_WHAT IS REQUIRED_: Retrieve every line from the records in which the word "property" occurs.

_RECORDS SHOWN_:
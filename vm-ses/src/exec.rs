//! Tree-walking evaluator over `parse_ses` ASTs.
//!
//! Everything here follows the rooting discipline: any value that has to survive a
//! potentially-allocating operation is pushed onto the scope's root stack first. Allocation
//! points are easy to enumerate (string/object allocation, atom interning, property-table
//! growth); with GC stress mode enabled, a missed root here fails deterministically in tests.
//!
//! Thrown JavaScript values travel as `Err(VmError::Throw(_))`; the [`Completion`] enum carries
//! only the non-throw control flow (normal/return/break/continue), with the `UpdateEmpty`
//! behavior of completion values folded into statement-list execution.

use crate::atom::{ATOM_GLOBAL_THIS, ATOM_LENGTH, ATOM_NAME, ATOM_PROTOTYPE};
use crate::handle::{Atom, GcObject};
use crate::heap::{ClassKind, Scope};
use crate::object_ops::array_length;
use crate::property::{PropertyDescriptor, PropertyKind};
use crate::value::{value_str, Value};
use crate::vm::{ecma_function_slots, ErrorKind, Vm};
use crate::VmError;
use parse_ses::{
  AssignOp, BinaryOp, DeclMode, Expr, Func, LogicalOp, MemberKey, PropKey, Stmt, UnaryOp,
  UpdateOp,
};
use std::rc::Rc;

/// An ECMAScript completion record, minus `Throw` (thrown values travel as errors).
#[derive(Clone, Copy, Debug, PartialEq)]
pub enum Completion {
  Normal(Option<Value>),
  Return(Value),
  Break,
  Continue,
}

/// A frame of evaluation: the current environment chain head and the `this` binding.
///
/// The compartment global is not stored here; it is resolved through the chain root's
/// `globalThis` binding, so closures always see the global of the compartment they were created
/// in.
#[derive(Clone, Copy)]
struct Frame {
  env: GcObject,
  this_value: Value,
}

/// Parses and runs `source` in `compartment`, returning the script's completion value.
pub(crate) fn evaluate_in_compartment(
  vm: &mut Vm,
  scope: &mut Scope<'_>,
  compartment: GcObject,
  source: &str,
) -> Result<Value, VmError> {
  let stmts = match parse_ses::parse(source) {
    Ok(stmts) => stmts,
    Err(err) => {
      return Err(vm.throw_error(scope, ErrorKind::SyntaxError, &err.message));
    }
  };

  let (global, lexicals, has_lexicals) = {
    let slots = scope.heap().compartment_slots(compartment)?;
    (slots.global, slots.lexicals, slots.has_lexicals)
  };

  let mut scope = scope.reborrow();
  scope.push_root(Value::Object(compartment));

  // Top-level declarations live in a per-evaluate script environment chained onto the
  // compartment's lexical record; they do not persist across `evaluate` calls.
  let script_env = scope.alloc_object(ClassKind::Environment, Some(lexicals))?;
  scope.push_root(Value::Object(script_env));

  let frame = Frame {
    env: script_env,
    // Top-level `this` is the compartment global when lexical bindings were supplied at
    // construction and null otherwise.
    this_value: if has_lexicals {
      Value::Object(global)
    } else {
      Value::Null
    },
  };

  match exec_stmts(vm, &mut scope, frame, &stmts)? {
    Completion::Normal(value) => Ok(value.unwrap_or(Value::Undefined)),
    Completion::Return(_) => Err(vm.throw_error(
      &mut scope,
      ErrorKind::SyntaxError,
      "return is only valid inside a function",
    )),
    Completion::Break | Completion::Continue => Err(vm.throw_error(
      &mut scope,
      ErrorKind::SyntaxError,
      "break and continue are only valid inside a loop",
    )),
  }
}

_REPLY_:
//! points are easy to enumerate (string/object allocation, atom interning, property-table
use crate::property::{PropertyDescriptor, PropertyKind};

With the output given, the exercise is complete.